THE TASK >> Every line of the entries below that mentions "warn" is to be copied out.

|---|

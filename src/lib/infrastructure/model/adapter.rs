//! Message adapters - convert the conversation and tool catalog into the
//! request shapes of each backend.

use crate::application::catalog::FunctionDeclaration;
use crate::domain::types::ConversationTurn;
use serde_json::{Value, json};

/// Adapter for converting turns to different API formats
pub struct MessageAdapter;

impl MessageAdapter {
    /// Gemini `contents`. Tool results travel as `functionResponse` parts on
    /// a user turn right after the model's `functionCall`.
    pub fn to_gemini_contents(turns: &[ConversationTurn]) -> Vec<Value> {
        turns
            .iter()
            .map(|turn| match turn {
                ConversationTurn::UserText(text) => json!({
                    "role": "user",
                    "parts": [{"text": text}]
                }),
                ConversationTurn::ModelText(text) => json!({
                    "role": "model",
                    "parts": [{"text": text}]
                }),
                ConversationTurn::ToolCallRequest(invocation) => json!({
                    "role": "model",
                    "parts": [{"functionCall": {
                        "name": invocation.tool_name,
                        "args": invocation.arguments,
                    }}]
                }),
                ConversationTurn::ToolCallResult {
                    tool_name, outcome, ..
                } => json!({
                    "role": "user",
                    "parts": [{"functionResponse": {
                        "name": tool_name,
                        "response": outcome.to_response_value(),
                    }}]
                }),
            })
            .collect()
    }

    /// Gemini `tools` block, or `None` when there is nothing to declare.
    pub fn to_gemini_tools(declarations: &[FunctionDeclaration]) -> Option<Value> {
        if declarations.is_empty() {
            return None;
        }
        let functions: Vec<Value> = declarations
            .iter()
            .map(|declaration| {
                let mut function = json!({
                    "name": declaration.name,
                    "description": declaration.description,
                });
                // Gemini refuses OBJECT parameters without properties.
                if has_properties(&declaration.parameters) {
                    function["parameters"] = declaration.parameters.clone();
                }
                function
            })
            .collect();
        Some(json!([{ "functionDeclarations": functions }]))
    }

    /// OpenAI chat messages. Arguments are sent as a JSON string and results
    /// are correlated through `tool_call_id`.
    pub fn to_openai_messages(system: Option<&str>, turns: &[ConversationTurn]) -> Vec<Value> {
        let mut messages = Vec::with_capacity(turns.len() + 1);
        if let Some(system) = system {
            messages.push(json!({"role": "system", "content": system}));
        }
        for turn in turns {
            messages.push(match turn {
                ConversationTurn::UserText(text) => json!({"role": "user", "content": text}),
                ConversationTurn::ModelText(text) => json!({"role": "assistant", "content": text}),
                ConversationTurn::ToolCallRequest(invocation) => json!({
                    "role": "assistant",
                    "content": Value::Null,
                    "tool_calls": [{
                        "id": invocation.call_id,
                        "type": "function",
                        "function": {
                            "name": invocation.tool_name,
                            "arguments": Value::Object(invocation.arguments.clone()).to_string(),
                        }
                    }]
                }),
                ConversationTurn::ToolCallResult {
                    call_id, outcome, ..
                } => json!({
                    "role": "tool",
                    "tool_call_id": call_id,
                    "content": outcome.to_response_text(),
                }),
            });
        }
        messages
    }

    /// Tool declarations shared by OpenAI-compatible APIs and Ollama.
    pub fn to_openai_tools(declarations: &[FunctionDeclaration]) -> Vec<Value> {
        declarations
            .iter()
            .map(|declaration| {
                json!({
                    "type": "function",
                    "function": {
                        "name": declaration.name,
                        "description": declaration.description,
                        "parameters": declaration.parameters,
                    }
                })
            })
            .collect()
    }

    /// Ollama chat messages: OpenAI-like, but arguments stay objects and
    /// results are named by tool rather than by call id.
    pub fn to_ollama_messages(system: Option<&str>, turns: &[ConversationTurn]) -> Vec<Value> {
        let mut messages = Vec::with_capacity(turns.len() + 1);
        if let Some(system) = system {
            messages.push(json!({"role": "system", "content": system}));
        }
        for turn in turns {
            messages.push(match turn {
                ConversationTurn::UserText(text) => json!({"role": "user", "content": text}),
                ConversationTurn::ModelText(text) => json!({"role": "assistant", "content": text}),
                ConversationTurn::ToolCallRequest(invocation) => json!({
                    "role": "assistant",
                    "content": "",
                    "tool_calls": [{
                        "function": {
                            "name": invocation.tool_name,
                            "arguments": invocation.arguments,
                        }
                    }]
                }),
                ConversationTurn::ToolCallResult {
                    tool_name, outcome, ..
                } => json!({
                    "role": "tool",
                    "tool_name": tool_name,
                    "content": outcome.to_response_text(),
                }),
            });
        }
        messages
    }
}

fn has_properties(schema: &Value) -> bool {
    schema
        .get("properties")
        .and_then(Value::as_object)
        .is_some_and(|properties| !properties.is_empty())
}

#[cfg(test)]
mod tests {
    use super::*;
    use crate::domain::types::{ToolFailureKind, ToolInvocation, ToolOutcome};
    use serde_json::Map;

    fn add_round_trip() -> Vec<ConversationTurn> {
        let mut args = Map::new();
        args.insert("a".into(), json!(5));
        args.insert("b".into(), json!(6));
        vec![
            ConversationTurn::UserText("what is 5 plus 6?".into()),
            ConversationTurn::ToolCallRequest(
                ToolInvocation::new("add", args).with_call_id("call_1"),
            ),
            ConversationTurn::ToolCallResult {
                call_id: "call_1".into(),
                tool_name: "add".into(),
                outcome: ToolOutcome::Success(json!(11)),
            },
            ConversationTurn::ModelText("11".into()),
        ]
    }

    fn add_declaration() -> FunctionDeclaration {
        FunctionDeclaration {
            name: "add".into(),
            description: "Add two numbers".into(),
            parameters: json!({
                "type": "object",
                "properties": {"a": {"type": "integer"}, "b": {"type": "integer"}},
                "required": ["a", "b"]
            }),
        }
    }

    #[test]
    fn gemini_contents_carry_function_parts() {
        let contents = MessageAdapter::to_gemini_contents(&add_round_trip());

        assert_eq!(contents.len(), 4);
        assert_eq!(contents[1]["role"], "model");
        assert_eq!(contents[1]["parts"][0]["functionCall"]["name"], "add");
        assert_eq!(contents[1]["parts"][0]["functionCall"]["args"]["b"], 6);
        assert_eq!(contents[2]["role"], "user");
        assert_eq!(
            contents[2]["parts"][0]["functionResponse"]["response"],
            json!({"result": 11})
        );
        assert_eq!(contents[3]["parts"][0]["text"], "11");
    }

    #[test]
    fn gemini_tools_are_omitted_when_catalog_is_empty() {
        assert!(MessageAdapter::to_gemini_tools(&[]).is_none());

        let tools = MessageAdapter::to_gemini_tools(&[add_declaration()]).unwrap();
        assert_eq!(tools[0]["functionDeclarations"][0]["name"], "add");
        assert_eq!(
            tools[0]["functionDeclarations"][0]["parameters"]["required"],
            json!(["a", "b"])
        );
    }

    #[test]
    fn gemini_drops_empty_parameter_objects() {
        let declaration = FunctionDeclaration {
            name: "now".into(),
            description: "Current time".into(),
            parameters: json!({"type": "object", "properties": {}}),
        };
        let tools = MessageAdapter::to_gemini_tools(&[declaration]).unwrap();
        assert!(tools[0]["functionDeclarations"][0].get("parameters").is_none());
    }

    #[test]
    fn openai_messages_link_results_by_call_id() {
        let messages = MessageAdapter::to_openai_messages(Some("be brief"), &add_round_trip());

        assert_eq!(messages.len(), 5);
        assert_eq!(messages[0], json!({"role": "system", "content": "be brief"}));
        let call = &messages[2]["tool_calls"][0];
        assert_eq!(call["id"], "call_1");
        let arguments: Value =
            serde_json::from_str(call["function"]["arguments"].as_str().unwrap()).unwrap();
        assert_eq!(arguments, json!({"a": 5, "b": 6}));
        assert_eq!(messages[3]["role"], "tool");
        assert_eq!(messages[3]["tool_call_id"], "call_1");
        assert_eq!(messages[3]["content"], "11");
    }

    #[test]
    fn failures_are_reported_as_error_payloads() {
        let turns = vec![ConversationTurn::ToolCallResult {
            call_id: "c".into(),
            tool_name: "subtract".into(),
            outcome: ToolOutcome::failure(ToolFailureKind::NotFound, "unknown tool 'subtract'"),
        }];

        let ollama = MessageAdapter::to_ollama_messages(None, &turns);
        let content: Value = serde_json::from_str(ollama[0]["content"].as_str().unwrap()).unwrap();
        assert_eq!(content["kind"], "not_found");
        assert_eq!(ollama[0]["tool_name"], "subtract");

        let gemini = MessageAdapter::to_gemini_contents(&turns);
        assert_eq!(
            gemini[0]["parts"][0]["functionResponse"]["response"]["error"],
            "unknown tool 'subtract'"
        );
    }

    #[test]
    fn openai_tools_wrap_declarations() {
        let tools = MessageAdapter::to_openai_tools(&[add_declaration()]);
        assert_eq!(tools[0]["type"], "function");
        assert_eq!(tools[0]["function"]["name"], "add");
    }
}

|---|

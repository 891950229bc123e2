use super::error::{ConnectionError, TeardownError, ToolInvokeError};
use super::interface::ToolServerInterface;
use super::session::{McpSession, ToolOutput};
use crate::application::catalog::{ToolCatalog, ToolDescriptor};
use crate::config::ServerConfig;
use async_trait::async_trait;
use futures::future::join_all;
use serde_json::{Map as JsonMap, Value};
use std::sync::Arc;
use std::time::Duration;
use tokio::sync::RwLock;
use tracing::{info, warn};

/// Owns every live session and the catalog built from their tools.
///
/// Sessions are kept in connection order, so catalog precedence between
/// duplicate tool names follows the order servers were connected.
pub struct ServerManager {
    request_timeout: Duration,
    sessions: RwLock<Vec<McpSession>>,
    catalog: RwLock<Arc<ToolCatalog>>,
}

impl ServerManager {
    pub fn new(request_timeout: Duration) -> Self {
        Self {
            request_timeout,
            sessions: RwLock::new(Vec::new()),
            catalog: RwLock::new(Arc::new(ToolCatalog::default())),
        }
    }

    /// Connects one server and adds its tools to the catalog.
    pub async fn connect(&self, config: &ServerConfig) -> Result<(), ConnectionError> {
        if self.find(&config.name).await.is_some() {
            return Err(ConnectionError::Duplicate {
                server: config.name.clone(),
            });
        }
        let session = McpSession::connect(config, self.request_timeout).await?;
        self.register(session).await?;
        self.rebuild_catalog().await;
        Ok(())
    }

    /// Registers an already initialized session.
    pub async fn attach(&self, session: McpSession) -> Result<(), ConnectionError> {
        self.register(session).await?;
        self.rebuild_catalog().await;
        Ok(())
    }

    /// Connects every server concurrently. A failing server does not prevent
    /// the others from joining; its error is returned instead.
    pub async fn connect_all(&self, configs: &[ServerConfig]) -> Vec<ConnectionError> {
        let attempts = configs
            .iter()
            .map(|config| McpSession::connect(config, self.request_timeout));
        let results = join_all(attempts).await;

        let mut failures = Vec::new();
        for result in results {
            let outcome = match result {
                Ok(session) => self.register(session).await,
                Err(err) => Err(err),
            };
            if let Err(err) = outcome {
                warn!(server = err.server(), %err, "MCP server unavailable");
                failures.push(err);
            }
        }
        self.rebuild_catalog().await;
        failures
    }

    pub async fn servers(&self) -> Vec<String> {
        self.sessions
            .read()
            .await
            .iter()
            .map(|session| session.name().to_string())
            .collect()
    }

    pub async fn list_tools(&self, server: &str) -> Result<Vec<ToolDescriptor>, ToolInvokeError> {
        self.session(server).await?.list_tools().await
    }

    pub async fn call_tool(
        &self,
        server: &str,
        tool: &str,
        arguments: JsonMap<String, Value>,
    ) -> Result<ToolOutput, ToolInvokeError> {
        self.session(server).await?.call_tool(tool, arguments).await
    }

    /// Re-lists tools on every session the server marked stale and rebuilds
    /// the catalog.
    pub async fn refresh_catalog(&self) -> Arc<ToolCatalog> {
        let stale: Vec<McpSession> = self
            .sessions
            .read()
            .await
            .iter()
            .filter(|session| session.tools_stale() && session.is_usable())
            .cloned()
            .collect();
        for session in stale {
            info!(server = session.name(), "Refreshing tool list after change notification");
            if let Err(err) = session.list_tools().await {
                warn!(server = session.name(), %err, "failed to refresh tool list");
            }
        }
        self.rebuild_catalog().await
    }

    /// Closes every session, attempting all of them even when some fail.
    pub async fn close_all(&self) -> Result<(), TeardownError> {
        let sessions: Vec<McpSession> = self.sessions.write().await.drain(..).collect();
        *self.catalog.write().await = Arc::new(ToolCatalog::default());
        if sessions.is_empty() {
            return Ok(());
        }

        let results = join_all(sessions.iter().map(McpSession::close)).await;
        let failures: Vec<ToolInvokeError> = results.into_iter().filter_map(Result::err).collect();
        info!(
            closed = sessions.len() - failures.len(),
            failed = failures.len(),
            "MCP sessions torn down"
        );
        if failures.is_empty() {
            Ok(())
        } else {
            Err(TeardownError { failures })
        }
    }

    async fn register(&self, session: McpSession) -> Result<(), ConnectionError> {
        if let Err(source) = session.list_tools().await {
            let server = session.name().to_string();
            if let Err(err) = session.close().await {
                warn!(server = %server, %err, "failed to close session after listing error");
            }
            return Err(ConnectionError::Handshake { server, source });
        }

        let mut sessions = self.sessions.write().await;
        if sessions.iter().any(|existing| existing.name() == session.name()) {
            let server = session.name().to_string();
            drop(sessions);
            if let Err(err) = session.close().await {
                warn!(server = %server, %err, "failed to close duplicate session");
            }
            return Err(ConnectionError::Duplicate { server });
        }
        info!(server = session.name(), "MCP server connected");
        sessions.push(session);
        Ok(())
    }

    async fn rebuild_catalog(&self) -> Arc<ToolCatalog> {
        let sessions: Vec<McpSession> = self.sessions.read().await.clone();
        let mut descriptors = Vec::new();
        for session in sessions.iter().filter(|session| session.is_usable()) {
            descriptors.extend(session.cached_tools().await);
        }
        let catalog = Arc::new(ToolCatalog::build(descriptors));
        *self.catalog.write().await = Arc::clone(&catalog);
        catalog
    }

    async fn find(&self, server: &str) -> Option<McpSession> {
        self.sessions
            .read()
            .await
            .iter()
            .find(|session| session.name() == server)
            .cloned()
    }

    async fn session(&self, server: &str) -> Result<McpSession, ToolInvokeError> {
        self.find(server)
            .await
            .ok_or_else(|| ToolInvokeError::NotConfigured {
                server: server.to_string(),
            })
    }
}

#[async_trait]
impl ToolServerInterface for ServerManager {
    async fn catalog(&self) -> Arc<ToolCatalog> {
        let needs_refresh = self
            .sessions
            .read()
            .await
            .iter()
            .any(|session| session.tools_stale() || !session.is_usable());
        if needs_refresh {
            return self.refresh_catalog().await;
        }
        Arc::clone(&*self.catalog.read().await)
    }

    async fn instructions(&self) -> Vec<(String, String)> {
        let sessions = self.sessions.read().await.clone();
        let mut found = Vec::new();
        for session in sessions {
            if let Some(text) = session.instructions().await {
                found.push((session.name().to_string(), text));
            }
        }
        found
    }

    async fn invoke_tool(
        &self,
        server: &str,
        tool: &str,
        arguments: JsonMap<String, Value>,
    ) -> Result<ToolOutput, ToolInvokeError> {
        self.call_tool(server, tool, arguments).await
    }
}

|---|

OUTPUT FOR THIS TASK >>
use tracing::{info, warn};
                warn!(server = err.server(), %err, "MCP server unavailable");
                warn!(server = session.name(), %err, "failed to refresh tool list");
                warn!(server = %server, %err, "failed to close session after listing error");
                warn!(server = %server, %err, "failed to close duplicate session");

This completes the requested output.